• _PROBLEM DESCRIPTION_
When a line of the listing below has the string "info" in it, copy that line.
--- DATA EXTRACTS ---
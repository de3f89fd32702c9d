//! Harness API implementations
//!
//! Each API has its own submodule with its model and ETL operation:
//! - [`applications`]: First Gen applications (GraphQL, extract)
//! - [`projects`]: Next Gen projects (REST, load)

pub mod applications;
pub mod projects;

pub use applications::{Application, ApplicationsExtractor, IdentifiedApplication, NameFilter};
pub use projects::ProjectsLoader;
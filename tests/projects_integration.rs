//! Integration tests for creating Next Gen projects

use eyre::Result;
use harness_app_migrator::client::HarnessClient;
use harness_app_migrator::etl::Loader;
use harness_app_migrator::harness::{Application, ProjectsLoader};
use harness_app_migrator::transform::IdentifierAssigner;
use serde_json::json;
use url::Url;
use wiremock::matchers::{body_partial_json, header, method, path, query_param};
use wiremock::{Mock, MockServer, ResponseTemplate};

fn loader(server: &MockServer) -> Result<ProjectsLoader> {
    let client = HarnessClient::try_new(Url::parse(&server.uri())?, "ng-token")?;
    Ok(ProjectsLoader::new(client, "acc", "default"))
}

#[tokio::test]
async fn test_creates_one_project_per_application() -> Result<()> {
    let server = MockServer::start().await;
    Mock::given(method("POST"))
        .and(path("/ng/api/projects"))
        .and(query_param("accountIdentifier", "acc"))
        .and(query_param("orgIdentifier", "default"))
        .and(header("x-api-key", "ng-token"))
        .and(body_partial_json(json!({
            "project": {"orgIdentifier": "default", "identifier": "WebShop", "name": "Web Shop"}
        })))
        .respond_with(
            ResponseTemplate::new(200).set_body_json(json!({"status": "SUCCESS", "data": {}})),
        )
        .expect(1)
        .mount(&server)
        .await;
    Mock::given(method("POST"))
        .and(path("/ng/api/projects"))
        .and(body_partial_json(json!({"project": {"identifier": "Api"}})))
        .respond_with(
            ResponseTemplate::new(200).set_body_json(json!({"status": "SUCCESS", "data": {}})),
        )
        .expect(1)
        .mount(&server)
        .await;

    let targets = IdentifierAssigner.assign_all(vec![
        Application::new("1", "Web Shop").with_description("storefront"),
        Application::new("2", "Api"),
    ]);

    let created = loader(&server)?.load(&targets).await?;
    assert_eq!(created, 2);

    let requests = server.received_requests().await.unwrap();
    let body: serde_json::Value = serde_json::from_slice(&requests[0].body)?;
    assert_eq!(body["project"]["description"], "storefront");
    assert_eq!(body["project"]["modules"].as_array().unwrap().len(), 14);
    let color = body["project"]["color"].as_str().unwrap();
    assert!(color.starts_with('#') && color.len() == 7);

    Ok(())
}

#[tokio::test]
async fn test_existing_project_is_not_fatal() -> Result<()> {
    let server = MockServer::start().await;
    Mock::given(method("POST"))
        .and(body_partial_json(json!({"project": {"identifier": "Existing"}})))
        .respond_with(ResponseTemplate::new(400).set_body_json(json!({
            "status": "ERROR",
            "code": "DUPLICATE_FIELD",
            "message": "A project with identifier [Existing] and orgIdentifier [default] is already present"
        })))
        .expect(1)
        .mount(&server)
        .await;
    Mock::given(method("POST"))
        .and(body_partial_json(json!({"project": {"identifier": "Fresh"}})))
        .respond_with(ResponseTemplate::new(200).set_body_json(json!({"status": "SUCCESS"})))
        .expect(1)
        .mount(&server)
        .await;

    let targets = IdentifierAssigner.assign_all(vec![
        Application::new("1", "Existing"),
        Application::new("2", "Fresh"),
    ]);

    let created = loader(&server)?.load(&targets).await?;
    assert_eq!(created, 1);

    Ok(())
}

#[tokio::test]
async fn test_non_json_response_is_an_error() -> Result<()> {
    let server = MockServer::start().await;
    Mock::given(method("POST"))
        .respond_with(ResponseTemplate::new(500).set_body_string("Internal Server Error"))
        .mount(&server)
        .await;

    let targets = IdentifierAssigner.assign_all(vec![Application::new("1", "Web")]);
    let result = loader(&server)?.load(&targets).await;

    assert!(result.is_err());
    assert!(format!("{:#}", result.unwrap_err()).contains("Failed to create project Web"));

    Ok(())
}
---
--- DATA EXTRACTS ---
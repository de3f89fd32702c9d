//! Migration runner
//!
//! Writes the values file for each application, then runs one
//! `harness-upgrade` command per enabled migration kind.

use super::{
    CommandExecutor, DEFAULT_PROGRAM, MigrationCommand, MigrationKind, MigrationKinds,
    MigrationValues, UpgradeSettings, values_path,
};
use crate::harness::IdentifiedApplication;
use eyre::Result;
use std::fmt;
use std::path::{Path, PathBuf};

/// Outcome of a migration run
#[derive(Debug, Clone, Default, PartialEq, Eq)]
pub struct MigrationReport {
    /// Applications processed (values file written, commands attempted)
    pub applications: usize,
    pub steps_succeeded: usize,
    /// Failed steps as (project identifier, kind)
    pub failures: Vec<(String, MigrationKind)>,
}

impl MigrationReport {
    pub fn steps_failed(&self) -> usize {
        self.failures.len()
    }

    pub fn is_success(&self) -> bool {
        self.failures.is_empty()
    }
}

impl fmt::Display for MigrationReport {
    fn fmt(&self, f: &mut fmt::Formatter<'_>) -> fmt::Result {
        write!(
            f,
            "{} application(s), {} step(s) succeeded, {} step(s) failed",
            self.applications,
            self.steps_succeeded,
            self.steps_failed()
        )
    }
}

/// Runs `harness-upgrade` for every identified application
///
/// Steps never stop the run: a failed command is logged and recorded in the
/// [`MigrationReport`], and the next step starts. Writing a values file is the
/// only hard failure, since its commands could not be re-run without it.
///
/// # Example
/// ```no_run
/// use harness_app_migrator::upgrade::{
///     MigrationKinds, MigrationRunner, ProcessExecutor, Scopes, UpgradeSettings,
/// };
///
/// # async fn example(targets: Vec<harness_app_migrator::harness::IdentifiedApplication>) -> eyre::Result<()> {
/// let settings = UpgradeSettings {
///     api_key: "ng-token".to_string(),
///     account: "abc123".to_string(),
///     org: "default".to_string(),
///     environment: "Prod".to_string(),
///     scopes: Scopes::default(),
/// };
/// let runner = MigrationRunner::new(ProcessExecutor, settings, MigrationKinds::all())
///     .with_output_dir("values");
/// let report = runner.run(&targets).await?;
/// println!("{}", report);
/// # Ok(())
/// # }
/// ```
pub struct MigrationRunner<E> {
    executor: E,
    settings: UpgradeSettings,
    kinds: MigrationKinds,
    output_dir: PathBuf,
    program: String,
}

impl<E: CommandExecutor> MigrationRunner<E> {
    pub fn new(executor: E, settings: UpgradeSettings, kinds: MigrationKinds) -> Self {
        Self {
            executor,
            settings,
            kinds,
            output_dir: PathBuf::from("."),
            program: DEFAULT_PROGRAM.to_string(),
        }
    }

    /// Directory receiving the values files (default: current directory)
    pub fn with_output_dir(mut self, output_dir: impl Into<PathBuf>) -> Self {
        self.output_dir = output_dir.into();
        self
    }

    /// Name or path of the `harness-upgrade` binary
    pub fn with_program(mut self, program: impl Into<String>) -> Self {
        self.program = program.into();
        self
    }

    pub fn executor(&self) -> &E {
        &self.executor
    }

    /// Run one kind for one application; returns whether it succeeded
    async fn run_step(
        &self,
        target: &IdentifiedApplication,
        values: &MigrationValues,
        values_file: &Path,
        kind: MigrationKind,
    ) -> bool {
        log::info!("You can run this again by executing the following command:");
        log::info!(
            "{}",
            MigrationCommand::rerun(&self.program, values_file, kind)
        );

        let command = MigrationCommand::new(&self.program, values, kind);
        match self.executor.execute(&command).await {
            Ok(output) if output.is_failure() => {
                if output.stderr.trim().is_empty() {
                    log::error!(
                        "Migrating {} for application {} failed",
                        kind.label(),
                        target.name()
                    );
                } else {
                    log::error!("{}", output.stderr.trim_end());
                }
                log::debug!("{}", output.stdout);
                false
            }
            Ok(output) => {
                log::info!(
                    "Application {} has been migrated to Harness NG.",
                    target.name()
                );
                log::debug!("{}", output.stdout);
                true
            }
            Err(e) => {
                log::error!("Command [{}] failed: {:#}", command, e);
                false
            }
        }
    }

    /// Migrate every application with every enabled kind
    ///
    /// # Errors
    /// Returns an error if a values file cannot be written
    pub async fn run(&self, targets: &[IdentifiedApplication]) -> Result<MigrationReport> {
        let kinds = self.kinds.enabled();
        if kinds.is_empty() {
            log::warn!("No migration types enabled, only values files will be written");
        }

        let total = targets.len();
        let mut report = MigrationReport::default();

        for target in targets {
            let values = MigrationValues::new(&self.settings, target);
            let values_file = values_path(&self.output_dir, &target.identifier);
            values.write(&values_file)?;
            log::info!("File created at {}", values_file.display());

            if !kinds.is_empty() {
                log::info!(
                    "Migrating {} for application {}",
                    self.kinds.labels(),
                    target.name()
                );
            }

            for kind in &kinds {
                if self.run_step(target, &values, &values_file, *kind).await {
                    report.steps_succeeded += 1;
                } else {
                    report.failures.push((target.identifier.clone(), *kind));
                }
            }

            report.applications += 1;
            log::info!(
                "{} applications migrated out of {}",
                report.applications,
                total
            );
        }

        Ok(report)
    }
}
---
• _RESULT OF THIS EXERCISE_
        log::info!("You can run this again by executing the following command:");
        log::info!(
                log::info!(
            log::info!("File created at {}", values_file.display());
                log::info!(
            log::info!(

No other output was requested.